Presentation: Tweet"Understanding Application Hiccups, and what you can do about them"
Does your application run fine most of the time, but occasionally "gets the hiccups"? Do you measure and recognize such hiccups and stalls if and when they occur?
It is important for Java developers to understand application responsiveness from an end-user point of view. The basic assumption we seem to have is that the platform we run on is a smooth, continually operating machine, or at least a good approximation. But what happens when the platform exhibits waits, stalls, pauses, execution interruptions, or whatever other name they might go by, that come in chunks big enough to dominate the application response time? Unfortunately, what happens most of the time is that we ignore the issue and chalk it off as an “outlier”. A look at the impact of such outliers on observable end-user service levels can be sobering.

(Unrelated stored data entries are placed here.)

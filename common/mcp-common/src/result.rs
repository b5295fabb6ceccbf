//! Helpers for building `CallToolResult` responses

use rmcp::{
    model::{CallToolResult, Content, RawContent},
    ErrorData as McpError,
};
use serde::Serialize;

use crate::error::internal_error;

/// Serialize `data` as pretty JSON into a single text content item.
///
/// Serialization failures become an [`internal_error`].
///
/// # Example
///
/// ```rust,ignore
/// use mcp_common::json_success;
///
/// fn get_scoring_weights(&self) -> Result<CallToolResult, McpError> {
///     json_success(&self.config.weights)
/// }
/// ```
pub fn json_success<T: Serialize>(data: &T) -> Result<CallToolResult, McpError> {
    let json = serde_json::to_string_pretty(data)
        .map_err(|e| internal_error(format!("JSON error: {e}")))?;
    Ok(CallToolResult::success(vec![Content::text(json)]))
}

/// First text item of a result, if any. Mostly useful in tests and
/// in-process callers that want to parse the JSON back.
pub fn text_of(result: &CallToolResult) -> Option<&str> {
    result
        .content
        .iter()
        .find_map(|c| match &c.raw {
            RawContent::Text(t) => Some(t.text.as_str()),
            _ => None,
        })
}

#[cfg(test)]
mod tests {
    use super::*;

    #[derive(Serialize)]
    struct Line {
        name: String,
        ppg: f64,
    }

    #[test]
    fn test_json_success_roundtrips_text() {
        let line = Line {
            name: "Nikola Jokic".to_string(),
            ppg: 26.4,
        };
        let result = json_success(&line).unwrap();
        assert!(!result.is_error.unwrap_or(false));
        assert_eq!(result.content.len(), 1);

        let value: serde_json::Value = serde_json::from_str(text_of(&result).unwrap()).unwrap();
        assert_eq!(value["name"], "Nikola Jokic");
        assert_eq!(value["ppg"], 26.4);
    }

    struct Unserializable;

    impl Serialize for Unserializable {
        fn serialize<S: serde::Serializer>(&self, _serializer: S) -> Result<S::Ok, S::Error> {
            Err(serde::ser::Error::custom("no JSON form"))
        }
    }

    #[test]
    fn test_json_success_reports_internal_error() {
        let err = json_success(&Unserializable).unwrap_err();
        assert_eq!(err.code.0, -32603);
        assert!(err.message.contains("JSON error: no JSON form"));
    }

    #[test]
    fn test_text_of_empty() {
        let result = CallToolResult::success(vec![]);
        assert!(text_of(&result).is_none());
    }
}
//! Fantasy Compare MCP - head-to-head fantasy basketball comparison over stdio

use fantasy_compare_mcp::FantasyCompareMcpServer;

mcp_common::serve_stdio!(FantasyCompareMcpServer, "fantasy_compare_mcp");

In this presentation, Gil Tene (CTO, Azul Systems) will introduce simple, non-obstrusive methods for measuring and characterizing platform "hiccups" during application execution. Using the new jHiccup open source tool, Gil will demonstrate and chart commonly observed behaviors of idle, mostly idle, and busy systems, as well as common workload types that experience outliers due to garbage collection pauses and other runtime-induced delays. After demonstrating how simple, non-obtrusive measurement can establish a clear "best case" baseline for any expected application responsiveness, Gil will discuss the important things to look for in such measurements, as well as the common pitfalls experienced early in characterization attempts. Finally, using "Hiccup charts", Gil will show samples of how different runtimes, configurations and garbage collection techniques behave using platform responsiveness measures.